WHAT MODELS OF THERAPY DO YOU USE?
OUR THERAPY IS DYNAMIC AND INFORMED BY THE LATEST NEUROSCIENTIFIC RESEARCH
Our therapy is informed by the latest neuroscientific research, and our style of working reflects its findings into how people get better, stay well, and flourish.
This affects the process in several ways:
- Recent cutting edge research in neuroscience has highlighted and confirmed the importance of the relationship between brain, body and mind. These findings are particularly relevant to helping relieve the effects of trauma, past and recent, and in informing therapists how to work most effectively with stress, anxiety, change and the experience of crisis and loss.
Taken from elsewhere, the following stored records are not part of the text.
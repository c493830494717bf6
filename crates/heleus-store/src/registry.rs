//! # Application Registry
//!
//! Tracks every application's push history and, derived from it, the
//! application's latest artifact. The latest pointer is never stored
//! separately: it *is* the last history entry, so the two cannot drift.
//!
//! ## Locking
//!
//! The registry is an arena of per-application slots keyed by name.
//!
//! - Each slot has a `push` mutex. Pushes to the same application
//!   serialize their read-append-persist cycle, so no update is lost.
//!   Pushes to different applications never contend.
//! - A registry-wide `commit_gate` is taken *shared* by a push for the
//!   instant it swaps in its new record, and *exclusively* by
//!   [`ApplicationRegistry::capture`] while it copies every pointer. A
//!   capture therefore sees each application either entirely before or
//!   entirely after any concurrent push.
//!
//! All locks are `parking_lot` and are never held across `.await`.
//!
//! ## Persistence
//!
//! Each application is one JSON document at `apps/{sha256(name)}.json`,
//! replaced atomically on every push *before* the in-memory record
//! changes. A failed write leaves both disk and memory at the previous
//! state. Records staged in `tmp/` by a process that died mid-write are
//! swept when the registry is loaded.

use std::collections::BTreeMap;
use std::path::{Path, PathBuf};
use std::sync::Arc;

use chrono::{DateTime, Utc};
use heleus_core::{AppName, ContentDigest};
use parking_lot::{Mutex, RwLock};
use serde::{Deserialize, Serialize};

use crate::error::StoreError;
use crate::fsio::{self, Commit};

/// One push, as recorded in an application's history.
#[derive(Debug, Clone, PartialEq, Eq, Serialize, Deserialize)]
pub struct HistoryEntry {
    pub hash: ContentDigest,
    pub size_bytes: u64,
    pub timestamp: DateTime<Utc>,
    pub message: Option<String>,
    pub version_tag: Option<String>,
}

/// What a caller supplies when recording a push.
#[derive(Debug, Clone)]
pub struct PushRecord {
    pub hash: ContentDigest,
    pub size_bytes: u64,
    pub message: Option<String>,
    pub version_tag: Option<String>,
}

/// An application and its append-only push history, oldest first.
#[derive(Debug, Clone, Serialize, Deserialize)]
pub struct Application {
    pub name: AppName,
    pub history: Vec<HistoryEntry>,
}

impl Application {
    /// The most recent push, if any.
    pub fn latest(&self) -> Option<&HistoryEntry> {
        self.history.last()
    }

    /// Current state of the application, if it has been pushed.
    pub fn summary(&self) -> Option<AppSummary> {
        self.latest().map(|entry| AppSummary {
            name: self.name.clone(),
            latest_hash: entry.hash,
            size_bytes: entry.size_bytes,
            last_updated: entry.timestamp,
            version_tag: entry.version_tag.clone(),
        })
    }
}

/// An application's latest pointer plus metadata.
#[derive(Debug, Clone, PartialEq, Eq)]
pub struct AppSummary {
    pub name: AppName,
    pub latest_hash: ContentDigest,
    pub size_bytes: u64,
    pub last_updated: DateTime<Utc>,
    pub version_tag: Option<String>,
}

#[derive(Debug, Default)]
struct AppSlot {
    push: Mutex<()>,
    /// `None` until the first push commits.
    record: RwLock<Option<Arc<Application>>>,
}

/// Durable per-application registry.
#[derive(Debug)]
pub struct ApplicationRegistry {
    apps_dir: PathBuf,
    tmp_dir: PathBuf,
    slots: RwLock<BTreeMap<AppName, Arc<AppSlot>>>,
    commit_gate: RwLock<()>,
}

impl ApplicationRegistry {
    /// Open the registry under `root`, reloading every persisted application.
    ///
    /// Must run before anything else writes records under `root`: stale
    /// staging files in `tmp/` are removed.
    pub fn load(root: impl AsRef<Path>) -> Result<Self, StoreError> {
        let root = root.as_ref();
        let apps_dir = root.join("apps");
        let tmp_dir = root.join("tmp");
        std::fs::create_dir_all(&apps_dir)?;
        std::fs::create_dir_all(&tmp_dir)?;

        let swept = fsio::sweep(&tmp_dir)?;
        if swept > 0 {
            tracing::warn!(swept, "removed interrupted record writes from tmp");
        }

        let mut slots = BTreeMap::new();
        for path in fsio::json_files(&apps_dir)? {
            let app: Application = fsio::read_json(&path)?;
            if app.history.is_empty() {
                return Err(StoreError::Corrupt {
                    path,
                    reason: "application record has no history".into(),
                });
            }
            fsio::check_record_path(&apps_dir, app.name.as_str(), &path)?;
            let slot = AppSlot {
                push: Mutex::new(()),
                record: RwLock::new(Some(Arc::new(app.clone()))),
            };
            slots.insert(app.name, Arc::new(slot));
        }
        tracing::info!(apps = slots.len(), "application registry loaded");

        Ok(Self {
            apps_dir,
            tmp_dir,
            slots: RwLock::new(slots),
            commit_gate: RwLock::new(()),
        })
    }

    fn record_path(&self, name: &AppName) -> PathBuf {
        fsio::record_path(&self.apps_dir, name.as_str())
    }

    fn slot(&self, name: &AppName) -> Option<Arc<AppSlot>> {
        self.slots.read().get(name).cloned()
    }

    fn slot_or_insert(&self, name: &AppName) -> Arc<AppSlot> {
        if let Some(slot) = self.slot(name) {
            return slot;
        }
        Arc::clone(self.slots.write().entry(name.clone()).or_default())
    }

    fn committed(&self, name: &AppName) -> Result<Arc<Application>, StoreError> {
        let not_found = || StoreError::AppNotFound(name.clone());
        let slot = self.slot(name).ok_or_else(not_found)?;
        let record = slot.record.read().clone();
        record.ok_or_else(not_found)
    }

    /// Record a push: create the application if needed, append a history
    /// entry, and advance its latest pointer.
    pub fn update(&self, name: &AppName, push: PushRecord) -> Result<AppSummary, StoreError> {
        let slot = self.slot_or_insert(name);
        let _serial = slot.push.lock();

        let current = slot.record.read().clone();
        let mut next = match current {
            Some(app) => Application::clone(&app),
            None => Application {
                name: name.clone(),
                history: Vec::new(),
            },
        };
        next.history.push(HistoryEntry {
            hash: push.hash,
            size_bytes: push.size_bytes,
            timestamp: Utc::now(),
            message: push.message,
            version_tag: push.version_tag,
        });

        fsio::write_json(&self.tmp_dir, &self.record_path(name), &next, Commit::Replace)?;

        let next = Arc::new(next);
        {
            let _gate = self.commit_gate.read();
            *slot.record.write() = Some(Arc::clone(&next));
        }

        let summary = next
            .summary()
            .ok_or_else(|| StoreError::AppNotFound(name.clone()))?;
        tracing::info!(
            app = %name,
            hash = %summary.latest_hash,
            pushes = next.history.len(),
            "registry updated"
        );
        Ok(summary)
    }

    /// Latest pointer and metadata of one application.
    pub fn get_latest(&self, name: &AppName) -> Result<AppSummary, StoreError> {
        self.committed(name)?
            .summary()
            .ok_or_else(|| StoreError::AppNotFound(name.clone()))
    }

    /// Every application's latest state, ordered by name.
    pub fn list_apps(&self) -> Vec<AppSummary> {
        self.list_all().iter().filter_map(|app| app.summary()).collect()
    }

    /// One application's push history, oldest first.
    pub fn list_history(&self, name: &AppName) -> Result<Vec<HistoryEntry>, StoreError> {
        Ok(self.committed(name)?.history.clone())
    }

    /// Every application with its full history, ordered by name.
    pub fn list_all(&self) -> Vec<Arc<Application>> {
        self.slots
            .read()
            .values()
            .filter_map(|slot| slot.record.read().clone())
            .collect()
    }

    /// Point-in-time copy of every application's latest hash.
    ///
    /// No push is ever half-visible: each application appears with the
    /// state it had either before or after any concurrent push.
    pub fn capture(&self) -> BTreeMap<AppName, ContentDigest> {
        let _gate = self.commit_gate.write();
        self.slots
            .read()
            .iter()
            .filter_map(|(name, slot)| {
                let record = slot.record.read();
                let hash = record.as_ref().and_then(|app| app.latest()).map(|e| e.hash);
                hash.map(|hash| (name.clone(), hash))
            })
            .collect()
    }

    /// Number of applications with at least one push.
    pub fn len(&self) -> usize {
        self.slots
            .read()
            .values()
            .filter(|slot| slot.record.read().is_some())
            .count()
    }

    /// Whether no application has been pushed yet.
    pub fn is_empty(&self) -> bool {
        self.len() == 0
    }
}
//! # heleus-server — Binary Entry Point
//!
//! Starts the Axum HTTP server for the Heleus repository.
//! Configuration comes from the environment (see [`AppConfig::from_env`]).

use anyhow::Context;
use heleus_api::state::{AppConfig, AppState};
use tracing_subscriber::EnvFilter;

#[tokio::main]
async fn main() -> anyhow::Result<()> {
    // Initialize structured tracing. HELEUS_LOG_FORMAT=json switches to JSON lines.
    let filter = EnvFilter::try_from_default_env().unwrap_or_else(|_| EnvFilter::new("info"));
    if std::env::var("HELEUS_LOG_FORMAT").as_deref() == Ok("json") {
        tracing_subscriber::fmt().with_env_filter(filter).json().init();
    } else {
        tracing_subscriber::fmt().with_env_filter(filter).init();
    }

    let config = AppConfig::from_env().context("invalid server configuration")?;
    tracing::info!(?config, "configuration loaded");

    let addr = std::net::SocketAddr::new(config.host, config.port);
    let state = AppState::open(config).map_err(|e| {
        tracing::error!("Repository initialization failed: {e}");
        e
    })?;

    let app = heleus_api::app(state);

    let listener = tokio::net::TcpListener::bind(addr)
        .await
        .with_context(|| format!("cannot bind {addr}"))?;
    tracing::info!("Heleus repository listening on {}", addr);

    axum::serve(listener, app)
        .with_graceful_shutdown(shutdown_signal())
        .await?;

    tracing::info!("server stopped");
    Ok(())
}

async fn shutdown_signal() {
    match tokio::signal::ctrl_c().await {
        Ok(()) => tracing::info!("shutdown requested, draining in-flight requests"),
        Err(e) => {
            tracing::error!("cannot listen for shutdown signal: {e}");
            std::future::pending::<()>().await;
        }
    }
}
- Our practice is informed and influenced by this research, and the exciting and hopeful possibilities it offers for helping clients to find healing, hope, freedom and relief, often when they have felt this might be impossible.
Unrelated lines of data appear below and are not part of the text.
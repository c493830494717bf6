//! Terminal progress bars for transfers.

use heleus_client::ProgressObserver;
use indicatif::{ProgressBar, ProgressStyle};

const BAR_TEMPLATE: &str =
    "{msg} [{bar:30}] {bytes}/{total_bytes} ({bytes_per_sec}, {eta})";
const SPINNER_TEMPLATE: &str = "{spinner} {msg} {bytes} ({bytes_per_sec})";

/// A [`ProgressObserver`] drawing an indicatif bar on stderr.
///
/// The bar is hidden when stderr is not a terminal.
#[derive(Debug, Clone)]
pub struct TerminalProgress {
    bar: ProgressBar,
}

impl TerminalProgress {
    pub fn new() -> Self {
        Self {
            bar: ProgressBar::hidden(),
        }
    }
}

impl Default for TerminalProgress {
    fn default() -> Self {
        Self::new()
    }
}

impl ProgressObserver for TerminalProgress {
    fn start(&self, label: &str, total: Option<u64>) {
        self.bar
            .set_draw_target(indicatif::ProgressDrawTarget::stderr());
        self.bar.set_position(0);
        match total {
            Some(total) => {
                self.bar.set_length(total);
                self.bar.set_style(
                    ProgressStyle::with_template(BAR_TEMPLATE)
                        .unwrap_or_else(|_| ProgressStyle::default_bar())
                        .progress_chars("=> "),
                );
            }
            None => {
                self.bar.set_style(
                    ProgressStyle::with_template(SPINNER_TEMPLATE)
                        .unwrap_or_else(|_| ProgressStyle::default_spinner()),
                );
            }
        }
        self.bar.set_message(label.to_string());
    }

    fn advance(&self, bytes: u64) {
        self.bar.inc(bytes);
    }

    fn finish(&self) {
        self.bar.finish();
    }
}

#[cfg(test)]
mod tests {
    use super::*;

    #[test]
    fn counts_transferred_bytes() {
        let progress = TerminalProgress::new();
        progress.start("Uploading calc.apk", Some(10));
        progress.advance(4);
        progress.advance(6);
        progress.finish();
        assert_eq!(progress.bar.position(), 10);
        assert_eq!(progress.bar.length(), Some(10));
    }
}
- The work involves looking largely at feelings, and the meaning we have given to our experience, and the events we have known, since it is our difficulty in managing our feelings, and our perception of how our life and our relationships fit into that, which cause us to seem so out of control;
- We will work together to try to find the root causes of difficulties, rather than just dealing with the symptoms; to make sense of what is happening now by understanding the powerful effect of the past on the present. This can bring enormous relief, can be empowering, and allows change to take place;
- We will be working with unconscious as well as conscious processes, with memory and the way this shapes how we react and what we expect, since it is through making sense of these that we regain control over them, and free ourselves up to reach our real potential.
Generally, the work involves exploration through talking only. Occasionally, we may use a mixture of Dynamic and Cognitive Analytical Therapy, Cognitive Behavioural Therapy (CBT), or Body Psychotherapy. Where both client and therapist feel it to be appropriate, however, some practical exercises may be undertaken.
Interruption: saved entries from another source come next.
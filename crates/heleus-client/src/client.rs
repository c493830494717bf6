//! Typed client for the Heleus repository API.
//!
//! | Method | Path | Operation |
//! |--------|------|-----------|
//! | GET    | `/api/v1/status` | [`HeleusClient::status`] |
//! | POST   | `/api/v1/push` | [`HeleusClient::push`] |
//! | GET    | `/api/v1/pull[/{version}]` | [`HeleusClient::pull_bundle`] |
//! | GET    | `/api/v1/pull/{version}/{app}` | [`HeleusClient::pull_app`] |
//! | GET    | `/api/v1/freeze/{version}` | [`HeleusClient::freeze`] |
//! | GET    | `/api/v1/versions[/{version}]` | [`HeleusClient::list_versions`], [`HeleusClient::get_version`] |
//! | GET    | `/api/v1/apps`, `/api/v1/apps/all` | [`HeleusClient::list_apps`], [`HeleusClient::list_all`] |
//!
//! Failures are returned once; the client never retries.

use std::path::{Path, PathBuf};
use std::sync::Arc;
use std::time::Duration;

use heleus_core::wire::{
    AppHistoryResponse, AppsResponse, FreezeResponse, PushResponse, SnapshotResponse,
    StatusResponse, VersionsResponse, APK_MIME, CONTENT_HASH_HEADER, PUSH_FILE_FIELD,
    PUSH_MESSAGE_FIELD, PUSH_TAG_FIELD,
};
use heleus_core::{AppName, ContentDigest, VersionName, VersionSelector};
use reqwest::multipart::{Form, Part};
use serde::de::DeserializeOwned;
use tokio_util::io::ReaderStream;
use url::Url;

use crate::config::{ClientConfig, ConfigError};
use crate::error::ClientError;
use crate::progress::{ProgressObserver, ProgressReader};
use crate::transfer;

/// Time allowed to establish a connection. Transfers themselves are not
/// time-limited; large artifacts can take as long as they need.
const CONNECT_TIMEOUT: Duration = Duration::from_secs(10);

/// Optional metadata recorded with a push.
#[derive(Debug, Clone, Default)]
pub struct PushOptions {
    pub message: Option<String>,
    pub version_tag: Option<String>,
}

/// Result of [`HeleusClient::pull_app`].
#[derive(Debug, Clone)]
pub struct PulledArtifact {
    pub path: PathBuf,
    pub content_hash: ContentDigest,
    pub size_bytes: u64,
}

/// Result of [`HeleusClient::pull_bundle`].
#[derive(Debug, Clone)]
pub struct PulledBundle {
    pub version: VersionSelector,
    pub files: Vec<PathBuf>,
}

/// Client for one Heleus repository server.
#[derive(Debug, Clone)]
pub struct HeleusClient {
    http: reqwest::Client,
    base_url: Url,
}

impl HeleusClient {
    /// Create a client for the server at `base_url`.
    pub fn new(base_url: Url) -> Result<Self, ClientError> {
        if base_url.cannot_be_a_base() {
            return Err(ConfigError::InvalidUrl(
                base_url.to_string(),
                "not a base URL".to_string(),
            )
            .into());
        }
        let http = reqwest::Client::builder()
            .connect_timeout(CONNECT_TIMEOUT)
            .user_agent(concat!("heleus/", env!("CARGO_PKG_VERSION")))
            .build()
            .map_err(|source| ClientError::Unreachable {
                endpoint: "client_init".into(),
                source,
            })?;
        Ok(Self { http, base_url })
    }

    /// Create a client for the server named in a configuration document.
    pub fn from_config(config: &ClientConfig) -> Result<Self, ClientError> {
        Self::new(config.server_url()?)
    }

    pub fn base_url(&self) -> &Url {
        &self.base_url
    }

    /// Liveness check.
    pub async fn status(&self) -> Result<StatusResponse, ClientError> {
        self.get_json(&["status"]).await
    }

    /// Upload a local APK. The file is streamed from disk and every chunk
    /// read is reported to `progress`.
    pub async fn push(
        &self,
        apk_path: &Path,
        options: PushOptions,
        progress: Arc<dyn ProgressObserver>,
    ) -> Result<PushResponse, ClientError> {
        let filename = apk_path
            .file_name()
            .and_then(|name| name.to_str())
            .ok_or_else(|| ClientError::MissingFile(apk_path.to_path_buf()))?
            .to_string();
        let metadata = match tokio::fs::metadata(apk_path).await {
            Ok(metadata) if metadata.is_file() => metadata,
            Ok(_) => return Err(ClientError::MissingFile(apk_path.to_path_buf())),
            Err(e) if e.kind() == std::io::ErrorKind::NotFound => {
                return Err(ClientError::MissingFile(apk_path.to_path_buf()))
            }
            Err(e) => return Err(e.into()),
        };
        AppName::from_filename(&filename)
            .map_err(|e| ClientError::InvalidArtifact(e.to_string()))?;

        let total = metadata.len();
        let file = tokio::fs::File::open(apk_path).await?;
        progress.start(&format!("Uploading {filename}"), Some(total));
        let reader = ProgressReader::new(file, progress.clone());
        let body = reqwest::Body::wrap_stream(ReaderStream::new(reader));

        let endpoint = self.endpoint(&["push"])?;
        let part = Part::stream_with_length(body, total)
            .file_name(filename.clone())
            .mime_str(APK_MIME)
            .map_err(|source| ClientError::Unreachable {
                endpoint: endpoint.to_string(),
                source,
            })?;
        let mut form = Form::new().part(PUSH_FILE_FIELD, part);
        if let Some(message) = options.message {
            form = form.text(PUSH_MESSAGE_FIELD, message);
        }
        if let Some(tag) = options.version_tag {
            form = form.text(PUSH_TAG_FIELD, tag);
        }

        tracing::debug!(file = %filename, size_bytes = total, "pushing artifact");
        let sent = self.http.post(endpoint.clone()).multipart(form).send().await;
        progress.finish();
        let response = Self::checked(&endpoint, sent).await?;
        Self::decode(&endpoint, response).await
    }

    /// Download one application's artifact to `<dest>/<app>/<app>.apk`.
    pub async fn pull_app(
        &self,
        app: &AppName,
        version: &VersionSelector,
        dest: &Path,
        progress: Arc<dyn ProgressObserver>,
    ) -> Result<PulledArtifact, ClientError> {
        let endpoint = self.endpoint(&["pull", version.as_str(), app.as_str()])?;
        let sent = self.http.get(endpoint.clone()).send().await;
        let response = Self::checked(&endpoint, sent).await?;

        let expected = response
            .headers()
            .get(CONTENT_HASH_HEADER)
            .and_then(|value| value.to_str().ok())
            .and_then(|value| ContentDigest::from_hex(value).ok());
        if expected.is_none() {
            tracing::warn!("server did not announce a content hash; skipping verification");
        }

        let dir = dest.join(app.as_str());
        tokio::fs::create_dir_all(&dir).await?;
        let target = dir.join(app.artifact_filename());

        let label = format!("Downloading {}", app.artifact_filename());
        progress.start(&label, response.content_length());
        let written = transfer::download_artifact(
            response,
            &target,
            expected,
            endpoint.as_str(),
            progress.as_ref(),
        )
        .await;
        progress.finish();
        let written = written?;

        Ok(PulledArtifact {
            path: target,
            content_hash: written.digest,
            size_bytes: written.size_bytes,
        })
    }

    /// Download the bundle of every application at `version` and extract
    /// each `<app>.apk` entry into `dest`.
    pub async fn pull_bundle(
        &self,
        version: &VersionSelector,
        dest: &Path,
        progress: Arc<dyn ProgressObserver>,
    ) -> Result<PulledBundle, ClientError> {
        let endpoint = match version {
            VersionSelector::Latest => self.endpoint(&["pull"])?,
            VersionSelector::Frozen(name) => self.endpoint(&["pull", name.as_str()])?,
        };
        let sent = self.http.get(endpoint.clone()).send().await;
        let response = Self::checked(&endpoint, sent).await?;

        tokio::fs::create_dir_all(dest).await?;
        progress.start(
            &format!("Downloading version {version}"),
            response.content_length(),
        );
        let files =
            transfer::download_bundle(response, dest, endpoint.as_str(), progress.as_ref()).await;
        progress.finish();

        Ok(PulledBundle {
            version: version.clone(),
            files: files?,
        })
    }

    /// Freeze the current latest state of every application as `version`.
    pub async fn freeze(&self, version: &VersionName) -> Result<FreezeResponse, ClientError> {
        self.get_json(&["freeze", version.as_str()]).await
    }

    /// All frozen versions, oldest first.
    pub async fn list_versions(&self) -> Result<VersionsResponse, ClientError> {
        self.get_json(&["versions"]).await
    }

    /// One frozen version with its application mapping.
    pub async fn get_version(&self, version: &VersionName) -> Result<SnapshotResponse, ClientError> {
        self.get_json(&["versions", version.as_str()]).await
    }

    /// Latest state of every application.
    pub async fn list_apps(&self) -> Result<AppsResponse, ClientError> {
        self.get_json(&["apps"]).await
    }

    /// Every application with its full push history.
    pub async fn list_all(&self) -> Result<AppHistoryResponse, ClientError> {
        self.get_json(&["apps", "all"]).await
    }

    /// `{base}/api/v1/{segments...}`, each segment percent-encoded.
    fn endpoint(&self, segments: &[&str]) -> Result<Url, ClientError> {
        let mut url = self.base_url.clone();
        url.path_segments_mut()
            .map_err(|()| {
                ConfigError::InvalidUrl(self.base_url.to_string(), "not a base URL".to_string())
            })?
            .pop_if_empty()
            .extend(["api", "v1"])
            .extend(segments);
        Ok(url)
    }

    async fn get_json<T: DeserializeOwned>(&self, segments: &[&str]) -> Result<T, ClientError> {
        let endpoint = self.endpoint(segments)?;
        let sent = self.http.get(endpoint.clone()).send().await;
        let response = Self::checked(&endpoint, sent).await?;
        Self::decode(&endpoint, response).await
    }

    /// Turn transport failures and non-2xx statuses into [`ClientError`]s.
    async fn checked(
        endpoint: &Url,
        sent: reqwest::Result<reqwest::Response>,
    ) -> Result<reqwest::Response, ClientError> {
        let response = sent.map_err(|source| ClientError::Unreachable {
            endpoint: endpoint.to_string(),
            source,
        })?;
        let status = response.status();
        if status.is_success() {
            return Ok(response);
        }
        let body = response.text().await.unwrap_or_default();
        let err = ClientError::from_status(status, &body);
        tracing::debug!(%endpoint, status = status.as_u16(), "request failed: {err}");
        Err(err)
    }

    async fn decode<T: DeserializeOwned>(
        endpoint: &Url,
        response: reqwest::Response,
    ) -> Result<T, ClientError> {
        response
            .json()
            .await
            .map_err(|source| ClientError::Deserialization {
                endpoint: endpoint.to_string(),
                source,
            })
    }
}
Sessions are once a week, on a weekly basis. It is important to attend your session, even - indeed, particularly - when you feel the going is getting hard and you would rather avoid what you are feeling - towards others, your therapist, or yourself. This is part of the process of therapy. Some clients who are in psychotherapy may be advised to consider, or ask for, twice weekly sessions, or more. Fees may sometimes be adjusted accordingly for this.
HOW DOES THERAPY WORK?
Therapy works through the special relationship which develops between client and therapist, in which painful or problematic experiences, feelings and memories, which on our own we feel unable to face, understand or deal with, are made gradually more manageable.
Change takes place at an emotional level, and this is the area in which we work together, building trust over time.
The latest neuroscientific research shows very clearly that talking therapies are significantly influential in changing the neural pathways in the brain which have become hard-wired over time, and in building new pathways and ways of thinking and feeling.